In [1]:
# Import Splinter, BeautifulSoup, and Pandas
from splinter import Browser
from bs4 import BeautifulSoup as BS
import pandas as pd
from webdriver_manager.chrome import ChromeDriverManager
from datetime import datetime

In [2]:
# Begin timing
start_time = datetime.now()

In [3]:
# Set the executable path and initialize Splinter
executable_path = {'executable_path': ChromeDriverManager().install()}
browser = Browser('chrome', **executable_path, headless=False)

In [4]:
# Visit the 'International Social Security Association' site
url = 'https://ww1.issa.int/country-profiles'
browser.visit(url)

In [5]:
# Parse the HTML
html = browser.html
html_soup = BS(html, 'html.parser')

In [6]:
# Look at the data - if needed
# print(html_soup.prettify())

In [7]:
# Create variables for the links and text
c_links = []
c_txt = []

# Open the full list of country links
country_row = html_soup.find('div', class_='row')
for url in country_row.find_all('a'):
    pg_link = url.get('href')
    #print(pg_link)
    txt = url.get_text()
    # Replace the segmented country names
    if 'Venezuela' in txt:
        txt = 'Venezuela'
    elif 'Tanzania' in txt:
        txt = 'Tanzania'
    elif 'Maldives' in txt:
        continue
    elif 'Monaco' in txt:
        txt = 'Monaco'
    elif 'Moldova' in txt:
        txt = 'Moldova'
    elif 'Korea' in txt:
        txt = 'South Korea'
    elif 'Hong Kong' in txt:
        txt = 'Hong Kong (China)'
    elif 'Iran' in txt:
        txt = 'Iran'
    elif 'Congo, Democratic' in txt:
        txt = 'Democratic Republic of the Congo'
    elif 'Bolivia' in txt:
        txt = 'Bolivia'
    elif 'Bahrain' in txt:
        txt = 'Bahrain'
        
    if 'country=' in str(pg_link):
        c_links.append(pg_link)
        c_txt.append(txt)
        

In [8]:
# Build profile page urls
base_url = 'https://ww1.issa.int'
data_date = []
ss_type = []
prof_urls = []

for lnk in c_links:
    new_url = base_url + lnk
    prof_urls.append(new_url)
    
    browser.visit(new_url)
    # Parse the HTML
    prof_html = browser.html
    prof_soup = BS(prof_html, 'html.parser')
    
    # Locate the date of last profile update
    prof_update = prof_soup.find('div', class_='profile-update-date')
    data_date.append(prof_update.b.get_text())

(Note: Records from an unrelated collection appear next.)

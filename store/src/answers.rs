//! Value store: one typed answer per `(form, field_key)`.
//!
//! Each kind has its own nullable column and `value_kind` says which one is
//! populated. Decoding re-checks that pairing, so a row that breaks it
//! surfaces as `InvariantViolation` instead of a silently guessed value.

use chrono::{DateTime, NaiveDate, Utc};
use rusqlite::types::Value as SqlValue;
use rusqlite::{Connection, OptionalExtension, Row, params, params_from_iter};

use taxform_types::{
    Amount, Answer, AnswerValue, FieldKey, FormId, ItemFilter, ListItem, ListItemMatch, Operand,
    RawAnswer, ValueKind,
};

use crate::engine::{now, parse_column};
use crate::{EngineError, EntityRef, FormEngine, guard};

const ANSWER_COLUMNS: &str = "field_key, value_kind, boolean_value, text_value, numeric_cents,
    date_value, list_value, created_at, updated_at";

/// Column values for one answer; exactly one slot is `Some`.
#[derive(Default)]
struct Slots {
    boolean: Option<bool>,
    text: Option<String>,
    cents: Option<i64>,
    date: Option<NaiveDate>,
    list: Option<String>,
}

impl Slots {
    fn encode(value: &AnswerValue) -> Result<Self, EngineError> {
        let mut slots = Self::default();
        match value {
            AnswerValue::Boolean(b) => slots.boolean = Some(*b),
            AnswerValue::Text(text) => slots.text = Some(text.clone()),
            AnswerValue::Numeric(amount) => slots.cents = Some(amount.cents()),
            AnswerValue::Date(date) => slots.date = Some(*date),
            AnswerValue::List(items) => {
                let encoded = serde_json::to_string(items)
                    .map_err(|err| EngineError::InvalidInput(format!("list value: {err}")))?;
                slots.list = Some(encoded);
            }
        }
        Ok(slots)
    }

    fn populated(&self) -> usize {
        usize::from(self.boolean.is_some())
            + usize::from(self.text.is_some())
            + usize::from(self.cents.is_some())
            + usize::from(self.date.is_some())
            + usize::from(self.list.is_some())
    }

    fn decode(self, kind: ValueKind) -> Result<AnswerValue, String> {
        if self.populated() != 1 {
            return Err(format!("{} value columns populated", self.populated()));
        }
        match (kind, self) {
            (ValueKind::Boolean, Self { boolean: Some(b), .. }) => Ok(AnswerValue::Boolean(b)),
            (ValueKind::Text, Self { text: Some(text), .. }) => Ok(AnswerValue::Text(text)),
            (ValueKind::Numeric, Self { cents: Some(cents), .. }) => Amount::from_cents(cents)
                .map(AnswerValue::Numeric)
                .map_err(|err| err.to_string()),
            (ValueKind::Date, Self { date: Some(date), .. }) => Ok(AnswerValue::Date(date)),
            (ValueKind::List, Self { list: Some(raw), .. }) => {
                serde_json::from_str::<Vec<ListItem>>(&raw)
                    .map(AnswerValue::List)
                    .map_err(|err| format!("list_value is not an array of objects: {err}"))
            }
            (kind, _) => Err(format!("value_kind is {kind} but a different column is set")),
        }
    }
}

struct AnswerRow {
    field_key: String,
    value_kind: String,
    slots: Slots,
    created_at: DateTime<Utc>,
    updated_at: DateTime<Utc>,
}

impl AnswerRow {
    fn from_row(row: &Row<'_>) -> rusqlite::Result<Self> {
        Ok(Self {
            field_key: row.get(0)?,
            value_kind: row.get(1)?,
            slots: Slots {
                boolean: row.get(2)?,
                text: row.get(3)?,
                cents: row.get(4)?,
                date: row.get(5)?,
                list: row.get(6)?,
            },
            created_at: row.get(7)?,
            updated_at: row.get(8)?,
        })
    }

    fn into_answer(self, form_id: FormId) -> Result<Answer, EngineError> {
        let field_key: FieldKey = parse_column("answers.field_key", &self.field_key)?;
        let kind: ValueKind = parse_column("answers.value_kind", &self.value_kind)?;
        let value = self.slots.decode(kind).map_err(|reason| {
            EngineError::invariant(format!(
                "answer {field_key} on form {form_id}: {reason}"
            ))
        })?;
        Ok(Answer {
            form_id,
            field_key,
            value,
            created_at: self.created_at,
            updated_at: self.updated_at,
        })
    }
}

fn load_answer(db: &Connection, form_id: &FormId, field_key: &FieldKey) -> Result<Answer, EngineError> {
    let row = db
        .query_row(
            &format!("SELECT {ANSWER_COLUMNS} FROM answers WHERE form_id = ?1 AND field_key = ?2"),
            params![form_id.to_string(), field_key.as_str()],
            AnswerRow::from_row,
        )
        .optional()?;
    row.ok_or_else(|| {
        EngineError::NotFound(EntityRef::Answer {
            form_id: *form_id,
            field_key: field_key.clone(),
        })
    })?
    .into_answer(*form_id)
}

fn collect_answers(
    db: &Connection,
    form_id: &FormId,
    sql: &str,
    args: &[&dyn rusqlite::ToSql],
) -> Result<Vec<Answer>, EngineError> {
    let mut stmt = db.prepare(sql)?;
    let rows = stmt.query_map(args, AnswerRow::from_row)?;
    let mut answers = Vec::new();
    for row in rows {
        answers.push(row?.into_answer(*form_id)?);
    }
    Ok(answers)
}

fn ensure_form(db: &Connection, form_id: &FormId) -> Result<(), EngineError> {
    guard::form_lock(db, form_id).map(|_| ())
}

/// Bind `filter` as a SQL predicate over `j.value`, pushing its parameters.
fn filter_predicate(filter: &ItemFilter, args: &mut Vec<SqlValue>) -> String {
    let path_idx = args.len() + 1;
    args.push(SqlValue::Text(filter.json_path()));
    let (Some(op), Some(operand)) = (filter.op().sql(), filter.operand()) else {
        return format!("json_type(j.value, ?{path_idx}) IS NOT NULL");
    };
    let types = operand
        .json_types()
        .iter()
        .map(|ty| format!("'{ty}'"))
        .collect::<Vec<_>>()
        .join(", ");
    let operand_idx = args.len() + 1;
    args.push(match operand {
        Operand::Bool(b) => SqlValue::Integer(i64::from(*b)),
        Operand::Number(n) => SqlValue::Real(*n),
        Operand::Text(text) => SqlValue::Text(text.clone()),
    });
    format!(
        "json_type(j.value, ?{path_idx}) IN ({types}) \
         AND json_extract(j.value, ?{path_idx}) {op} ?{operand_idx}"
    )
}

impl FormEngine {
    /// Insert or replace an answer. Replacing keeps `created_at` and may
    /// change the value kind. Fails with `FormLocked` once the form is locked.
    pub fn upsert_answer(
        &self,
        form_id: &FormId,
        field_key: &FieldKey,
        value: &AnswerValue,
    ) -> Result<Answer, EngineError> {
        let slots = Slots::encode(value)?;
        let answer = self.write_idempotent("upsert_answer", |tx| {
            guard::check_answer_write(tx, form_id)?;
            tx.execute(
                "INSERT INTO answers
                 (form_id, field_key, value_kind, boolean_value, text_value, numeric_cents,
                  date_value, list_value, created_at, updated_at)
                 VALUES (?1, ?2, ?3, ?4, ?5, ?6, ?7, ?8, ?9, ?9)
                 ON CONFLICT (form_id, field_key) DO UPDATE SET
                    value_kind = excluded.value_kind,
                    boolean_value = excluded.boolean_value,
                    text_value = excluded.text_value,
                    numeric_cents = excluded.numeric_cents,
                    date_value = excluded.date_value,
                    list_value = excluded.list_value,
                    updated_at = excluded.updated_at",
                params![
                    form_id.to_string(),
                    field_key.as_str(),
                    value.kind().as_str(),
                    slots.boolean,
                    slots.text,
                    slots.cents,
                    slots.date,
                    slots.list,
                    now()
                ],
            )?;
            load_answer(tx, form_id, field_key)
        })?;
        tracing::debug!(form_id = %form_id, field_key = %field_key, kind = %value.kind(), "Answer saved");
        Ok(answer)
    }

    /// [`Self::upsert_answer`] for an untyped `{type, value}` payload.
    /// Unknown tags and mismatched payloads fail with `UnsupportedValueType`.
    pub fn upsert_raw_answer(
        &self,
        form_id: &FormId,
        field_key: &FieldKey,
        raw: RawAnswer,
    ) -> Result<Answer, EngineError> {
        let value = AnswerValue::try_from(raw)?;
        self.upsert_answer(form_id, field_key, &value)
    }

    pub fn get_answer(&self, form_id: &FormId, field_key: &FieldKey) -> Result<Answer, EngineError> {
        self.read("get_answer", |db| load_answer(db, form_id, field_key))
    }

    /// Every answer on a form, ordered by key.
    pub fn list_answers(&self, form_id: &FormId) -> Result<Vec<Answer>, EngineError> {
        self.read("list_answers", |db| {
            ensure_form(db, form_id)?;
            collect_answers(
                db,
                form_id,
                &format!(
                    "SELECT {ANSWER_COLUMNS} FROM answers WHERE form_id = ?1 ORDER BY field_key"
                ),
                &[&form_id.to_string()],
            )
        })
    }

    /// Answers whose key is `prefix` itself or lies beneath it
    /// (`income` matches `income.wages`, not `incomes`).
    pub fn list_answers_with_prefix(
        &self,
        form_id: &FormId,
        prefix: &FieldKey,
    ) -> Result<Vec<Answer>, EngineError> {
        self.read("list_answers_with_prefix", |db| {
            ensure_form(db, form_id)?;
            collect_answers(
                db,
                form_id,
                &format!(
                    "SELECT {ANSWER_COLUMNS} FROM answers
                     WHERE form_id = ?1
                       AND (field_key = ?2 OR substr(field_key, 1, length(?2) + 1) = ?2 || '.')
                     ORDER BY field_key"
                ),
                &[&form_id.to_string(), &prefix.as_str()],
            )
        })
    }

    /// Remove one answer while the form is still a draft.
    pub fn delete_answer(&self, form_id: &FormId, field_key: &FieldKey) -> Result<(), EngineError> {
        self.write(|tx| {
            guard::check_answer_write(tx, form_id)?;
            let removed = tx.execute(
                "DELETE FROM answers WHERE form_id = ?1 AND field_key = ?2",
                params![form_id.to_string(), field_key.as_str()],
            )?;
            if removed == 0 {
                return Err(EngineError::NotFound(EntityRef::Answer {
                    form_id: *form_id,
                    field_key: field_key.clone(),
                }));
            }
            Ok(())
        })?;
        tracing::debug!(form_id = %form_id, field_key = %field_key, "Answer deleted");
        Ok(())
    }

    /// Find list items matching `filter` across a form's list answers, or
    /// within one answer when `field_key` is given. Items where the path is
    /// missing or holds a differently typed value never match a comparison.
    pub fn search_list_items(
        &self,
        form_id: &FormId,
        field_key: Option<&FieldKey>,
        filter: &ItemFilter,
    ) -> Result<Vec<ListItemMatch>, EngineError> {
        let mut args = vec![SqlValue::Text(form_id.to_string())];
        let mut sql = String::from(
            "SELECT a.field_key, j.key, j.value
             FROM answers a, json_each(a.list_value) j
             WHERE a.form_id = ?1 AND a.value_kind = 'list'",
        );
        if let Some(key) = field_key {
            args.push(SqlValue::Text(key.as_str().to_owned()));
            sql.push_str(&format!(" AND a.field_key = ?{}", args.len()));
        }
        let predicate = filter_predicate(filter, &mut args);
        sql.push_str(&format!(" AND {predicate} ORDER BY a.field_key, j.key"));

        self.read("search_list_items", |db| {
            ensure_form(db, form_id)?;
            let mut stmt = db.prepare(&sql)?;
            let rows = stmt.query_map(params_from_iter(args.iter()), |row| {
                Ok((
                    row.get::<_, String>(0)?,
                    row.get::<_, i64>(1)?,
                    row.get::<_, String>(2)?,
                ))
            })?;
            let mut matches = Vec::new();
            for row in rows {
                let (key, index, item) = row?;
                let field_key: FieldKey = parse_column("answers.field_key", &key)?;
                let index = usize::try_from(index).map_err(|_err| {
                    EngineError::invariant(format!("negative list index {index} in {field_key}"))
                })?;
                let item: ListItem = serde_json::from_str(&item).map_err(|err| {
                    EngineError::invariant(format!("list item {index} of {field_key}: {err}"))
                })?;
                matches.push(ListItemMatch {
                    field_key,
                    index,
                    item,
                });
            }
            Ok(matches)
        })
    }
}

    # Locate the type of system
    try:
        prof_cont = prof_soup.find(lambda tag:tag.name=="a" and "Sickness and maternity" in tag.text).find_next(lambda tag:tag.name=="strong" and "Type of program:" in tag.text).next_sibling
        # print(f'First try - : {prof_cont}')
    except:
        try:
            prof_cont = prof_soup.find(lambda tag:tag.name=="a" and "Old age, invalidity and survivors" in tag.text).find_next(lambda tag:tag.name=="strong" and "Type of program:" in tag.text).next_sibling
            # print(f'Exception try - : {prof_cont}')
        except:
            prof_cont = 'unknown'
            
    # print(prof_cont)
    ss_type.append(prof_cont)


In [9]:
end_time = datetime.now()
print('Data Collection Duration: {}'.format(end_time - start_time))

Data Collection Duration: 0:06:21.651680


In [10]:
len(ss_type)

184

In [11]:
len(c_links)

184

In [12]:
# Convert the lists to DataFrames
data_date_ser = pd.Series(data_date)                                                                                                                             
data_date_df = data_date_ser.to_frame()

ss_type_ser = pd.Series(ss_type)                                                                                                                             
ss_type_df = ss_type_ser.to_frame()

prof_urls_ser = pd.Series(prof_urls)                                                                                                                             
prof_urls_df = prof_urls_ser.to_frame()

c_txt_ser = pd.Series(c_txt)                                                                                                                             
c_txt_df = c_txt_ser.to_frame()


In [13]:
data_date_df

Unnamed: 0,0
0,January 2018
1,January 2019
2,January 2018
3,January 2019
4,July 2019
...,...
179,July 2019
180,July 2018
181,July 2018
182,January 2019


In [14]:
# Merge the DataFrames and rename the columns
country_social_security_df = c_txt_df.merge(ss_type_df, left_index=True, right_index=True)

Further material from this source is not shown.